Opgetogen sta ik op de eerste zondag van november met zo’n 3300 collega beren en berinnen te wachten op het alarmsignaal van de Brandaris, het begin van 21 kilometer Berenloop. 700 grote helden van de 42 km hebben hun eerste kilometers er al op zitten. Ik controleer m’n veters, bekijk overdreven vaak m’n horloge en vraag de berin naast me hoeveel zij er heeft gelopen en voor wat voor tijd ze gaat.

De sirene loeit, ik wens de berin veel plezier. De eenzame strijd begint. Alleen jij en niemand anders moet het doen. Je leeft en loopt op jezelf. Je onderdrukt je enthousiasme en je ijdelheid, je verlaagt je tempo, je moet nog 19 kilometers. De Hoofdweg ligt er exclusief helemaal voor ons beren. Het eerste uur heb je nog oog voor de versierde tuinen met beertjes, vlaggetjes en slingers. De triomfboog bij de Rustende Jager onderga je met een geluksgevoel. Dat gaat lekker, op weg naar de eerste 10 km. De enthousiaste toeschouwers bezorgen je af en toe brok in je keel. Zij klappen ook voor mij. Kan dat niet elke dag, een paar minuten applaus? Zo’n badkuip vol warmte doet je goed.

Deel 2 begint, ik voel het aan mijn achillespees, m’n knie en m’n kuiten. Hier slaat de twijfel toe, waar ben ik aan begonnen, waar doe ik het voor? Reddingsplan 1: ik zoek een voorbeeldberin, een mooie vrouw met elegante pas die me inspireert. 500 meter voor me ontwaar ik Grietsje in haar strakke roze jack. Ze loopt ontspannen, geen grammetje vet te veel. Ik baal van m’n overgewicht. Langzaam krijg ik haar beter in beeld. Mijn mannelijke trots en ego zorgen voor de broodnodige extra adrenaline. De souplesse wordt minder maar ik haal Midsland aan Zee met een redelijk tempo.

Maar dan rijzen de ijsbergen van Nova Zembla op, het schip van Willem Barentsz zinkt nog net niet, maar de vaart gaat er helemaal uit. De strandovergang omhoog is een sluipmoordenaar, langzaam gaat elke spier in staking, het lichaam wil duidelijk voor anker. De geest is nog krachtig: wij zullen het strand en de zee zien, denk ik licht wanhopig.

Nog nooit heb ik het zand zo vervloekt, duizenden voeten voor me hebben het strand omgeploegd tot een loodzware zandbak, Het voelt alsof je je dubbele gewicht mee moet zeulen. Reddingsplan 1 heeft zijn werking verloren, Grietsje kiest haar eigen pad en ik moet haar loslaten.

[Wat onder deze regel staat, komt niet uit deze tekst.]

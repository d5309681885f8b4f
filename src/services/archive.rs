// src/services/archive.rs

use std::collections::HashSet;
use std::io::{Cursor, Seek, Write};
use std::sync::Arc;
use std::time::Duration;

use futures::{StreamExt, future, stream};
use tokio_util::sync::CancellationToken;
use tracing::{info, warn};
use uuid::Uuid;
use zip::{CompressionMethod, ZipWriter, result::ZipError, write::SimpleFileOptions};

use crate::{
    errors::{PayrollError, PayrollResult},
    models::Bulletin,
    services::render::DocumentRenderer,
};

/// Limits for rendering a batch.
#[derive(Debug, Clone, Copy)]
pub struct BatchSettings {
    /// Documents rendered at the same time.
    pub concurrency: usize,
    /// A render still running after this long counts as failed.
    pub render_timeout: Duration,
}

impl Default for BatchSettings {
    fn default() -> Self {
        Self {
            concurrency: 4,
            render_timeout: Duration::from_secs(30),
        }
    }
}

/// What happened to each bulletin handed to `write_archive`, in batch order.
#[derive(Debug, Clone, Default, PartialEq)]
pub struct ArchiveReport {
    pub rendered: Vec<Uuid>,
    pub failed: Vec<(Uuid, String)>,
    /// Never started because the batch was cancelled.
    pub cancelled: Vec<Uuid>,
}

impl ArchiveReport {
    pub fn failure_for(&self, id: Uuid) -> Option<&str> {
        self.failed
            .iter()
            .find(|(failed, _)| *failed == id)
            .map(|(_, reason)| reason.as_str())
    }
}

fn archive_error(e: ZipError) -> PayrollError {
    PayrollError::Archive(e.to_string())
}

/// Renders `bulletins` and streams each document into a ZIP written to
/// `sink` as soon as it is ready.
///
/// Up to `settings.concurrency` renders run at once; results are written
/// back in batch order. Once `cancel` fires no new render is started, but
/// renders already running finish and are archived. A bulletin that fails
/// to render is reported and left out of the archive; the rest carry on.
pub async fn write_archive<W: Write + Seek>(
    renderer: Arc<dyn DocumentRenderer>,
    bulletins: &[Bulletin],
    sink: W,
    settings: BatchSettings,
    cancel: &CancellationToken,
) -> PayrollResult<(W, ArchiveReport)> {
    // Fixed timestamp and compression so the archive is reproducible.
    let options = SimpleFileOptions::default()
        .compression_method(CompressionMethod::Deflated)
        .last_modified_time(zip::DateTime::default());

    let mut zip = ZipWriter::new(sink);
    let mut report = ArchiveReport::default();
    let mut names = HashSet::new();
    let render_timeout = settings.render_timeout;

    // Each render owns its bulletin and renderer handle so the stream is
    // `Send + 'static` and can live inside spawned tasks and handlers.
    let stop = cancel.clone();
    let mut renders = stream::iter(bulletins.to_vec())
        .take_while(move |_| future::ready(!stop.is_cancelled()))
        .map(move |bulletin| {
            let renderer = Arc::clone(&renderer);
            async move {
                let outcome =
                    tokio::time::timeout(render_timeout, renderer.render(&bulletin)).await;
                (bulletin, outcome)
            }
        })
        .buffered(settings.concurrency.max(1))
        .boxed();

    let mut started = 0;
    while let Some((bulletin, outcome)) = renders.next().await {
        started += 1;
        let document = match outcome {
            Ok(Ok(document)) => document,
            Ok(Err(e)) => {
                warn!(bulletin_id = %bulletin.id, error = %e, "Bulletin left out of archive");
                report.failed.push((bulletin.id, e.to_string()));
                continue;
            }
            Err(_) => {
                warn!(bulletin_id = %bulletin.id, "Rendering timed out");
                report.failed.push((
                    bulletin.id,
                    format!("rendering timed out after {render_timeout:?}"),
                ));
                continue;
            }
        };

        let name = bulletin.document_name();
        if !names.insert(name.clone()) {
            report
                .failed
                .push((bulletin.id, format!("archive already holds {name}")));
            continue;
        }
        zip.start_file(name, options).map_err(archive_error)?;
        zip.write_all(&document)
            .map_err(|e| archive_error(ZipError::Io(e)))?;
        report.rendered.push(bulletin.id);
    }
    drop(renders);

    report
        .cancelled
        .extend(bulletins[started..].iter().map(|b| b.id));
    if !report.cancelled.is_empty() {
        info!(
            cancelled = report.cancelled.len(),
            "Batch cancelled before all bulletins were rendered"
        );
    }

    let sink = zip.finish().map_err(archive_error)?;
    Ok((sink, report))
}

/// `write_archive` into memory.
pub async fn render_archive(
    renderer: Arc<dyn DocumentRenderer>,
    bulletins: &[Bulletin],
    settings: BatchSettings,
    cancel: &CancellationToken,
) -> PayrollResult<(Vec<u8>, ArchiveReport)> {
    let (cursor, report) =
        write_archive(renderer, bulletins, Cursor::new(Vec::new()), settings, cancel).await?;
    Ok((cursor.into_inner(), report))
}
use std::sync::Arc;
use std::time::Duration;

use anyhow::Context;
use sqlx::postgres::PgPoolOptions;
use tracing::{Level, info, warn};
use tracing_subscriber::EnvFilter;

use payroll_ma::{
    app,
    config::Config,
    models::RuleBook,
    services::{
        delivery::DeliveryService,
        email::SmtpMailer,
        pdf::PdfRenderer,
        pipeline::PayrollPipeline,
        remote_renderer::RemoteRenderer,
        render::DocumentRenderer,
        repository::{BulletinRepository, InMemoryBulletinRepository, PgBulletinRepository},
    },
    state::AppState,
};

#[tokio::main]
async fn main() -> anyhow::Result<()> {
    // ─── Logging ──────────────────────────────────────────────────────────────
    tracing_subscriber::fmt()
        .with_env_filter(
            EnvFilter::try_from_default_env()
                .unwrap_or_else(|_| EnvFilter::new("payroll_ma=debug,tower_http=info")),
        )
        .with_max_level(Level::TRACE)
        .init();

    // ─── Config ───────────────────────────────────────────────────────────────
    let config = Config::from_env();
    let addr = config.server_addr();

    // ─── Rules ────────────────────────────────────────────────────────────────
    let rules = match &config.rules_path {
        Some(path) => RuleBook::from_path(path)
            .with_context(|| format!("Failed to load rule book from {path}"))?,
        None => RuleBook::bundled().context("Bundled rule book is invalid")?,
    };
    info!(tables = rules.tables().len(), "Rule book loaded");

    // ─── Storage ──────────────────────────────────────────────────────────────
    let repository: Arc<dyn BulletinRepository> = match &config.database_url {
        Some(url) => {
            let db = PgPoolOptions::new()
                .max_connections(20)
                .acquire_timeout(Duration::from_secs(5))
                .connect(url)
                .await
                .context("Failed to connect to Postgres")?;
            let repository = PgBulletinRepository::new(db);
            repository
                .migrate()
                .await
                .context("Failed to run database migrations")?;
            info!("Database connected and migrations applied");
            Arc::new(repository)
        }
        None => {
            warn!("DATABASE_URL not set, bulletins are kept in memory only");
            Arc::new(InMemoryBulletinRepository::new())
        }
    };

    // ─── Rendering & delivery ─────────────────────────────────────────────────
    let batch = config.batch_settings();
    let renderer: Arc<dyn DocumentRenderer> = match &config.renderer_url {
        Some(url) => Arc::new(
            RemoteRenderer::new(url, &config.renderer_template, batch.render_timeout)
                .context("Failed to build renderer client")?,
        ),
        None => Arc::new(PdfRenderer::new()),
    };
    info!(template = renderer.template_version(), "Renderer ready");

    let mailer = SmtpMailer::new(&config).context("Failed to configure SMTP")?;
    let delivery = DeliveryService::new(Arc::new(mailer), config.delivery_settings());

    // ─── App State ────────────────────────────────────────────────────────────
    let pipeline = PayrollPipeline::new(Arc::new(rules), repository, renderer, delivery, batch);
    let state = AppState::new(pipeline);
    let shutdown = state.shutdown.clone();

    // ─── Start Server ─────────────────────────────────────────────────────────
    info!("Paie Maroc API listening on http://{}", addr);
    info!("Swagger UI:  http://{}/docs", addr);
    info!("Health:      http://{}/health", addr);

    let listener = tokio::net::TcpListener::bind(&addr)
        .await
        .with_context(|| format!("Failed to bind to {addr}"))?;

    axum::serve(listener, app(state))
        .with_graceful_shutdown(async move {
            let _ = tokio::signal::ctrl_c().await;
            info!("Shutdown requested, batch runs stop taking new work");
            shutdown.cancel();
        })
        .await
        .context("Server failed")?;

    Ok(())
}
use crate::services::pipeline::PayrollPipeline;
use std::sync::Arc;
use tokio_util::sync::CancellationToken;

#[derive(Clone)]
pub struct AppState {
    pub pipeline: Arc<PayrollPipeline>,
    /// Cancelled on shutdown; batch runs stop starting new work.
    pub shutdown: CancellationToken,
}

impl AppState {
    pub fn new(pipeline: PayrollPipeline) -> Self {
        Self {
            pipeline: Arc::new(pipeline),
            shutdown: CancellationToken::new(),
        }
    }
}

Reddingsplan 2: de ambities verlagen, het tempo nog verder naar beneden, gooi de ijdelheid in de Noordzee en vooral: accepteer je beperking, leg je neer bij de feiten. Als je eenmaal zo ver bent (daar gaan minuten over heen), gun je jezelf een wandeling. Het nadeel van dit reddingsplan is dat het vrij snel is uitgewerkt.

Het lichaam schreeuwt om aandacht, de spieren leggen bijna het loodje. Het wandelen krijgt de overhand, links en rechts word je ingehaald. Vroeger door mannen, nu door steeds meer vrouwen, stel ik sociologisch op het strand vast. Als eeuwige optimist, ook al heb ik nu even het zwart voor m’n ogen, zie ik altijd lichtpuntjes.

Reddingsplan 3: de mentale strijd rond het dilemma wel of niet uitstappen loslaten. Ik stel mijn eindtijd bij, gooi het schema van 2 uur en nog een klein beetje in een verlaten kuil. En dan gebeuren er wondertjes. De bekende eilanderfotograaf Jan Heuff zoekt de gedoodverfde winnaar Saher Yousef (2 u 38 over 42 km!) maar krijgt mij in zijn lens en schiet een mooi plaatje. Mijn geluk kan niet op. Voor een paar minuten. En daar rijzen nieuwe ijsbergen: we verlaten het strand en moeten het duin op. De martelgang van de marathon heeft vele gradaties op Terschelling.

Altijd duiken er weer langs het parcours bekende en mindere bekende supporters op die ervoor zorgen dat ik de schijn ophou dat het goed gaat. En daar moet je je dan naar gedragen. Zo komt Beer 2448 de Longway op. Het kruis wordt steeds zwaarder, het bos verandert in een ondoordringbaar woud met roofdieren, giftige slangen en krokodillen. Het zo bewonderde fietspad verandert in een moeras met giftige, stinkende dampen. Ik verdrink, ik verzuip in ondoorwaadbare plekken, ik sterf om de vijfhonderd meter. Tijd voor een noodplan.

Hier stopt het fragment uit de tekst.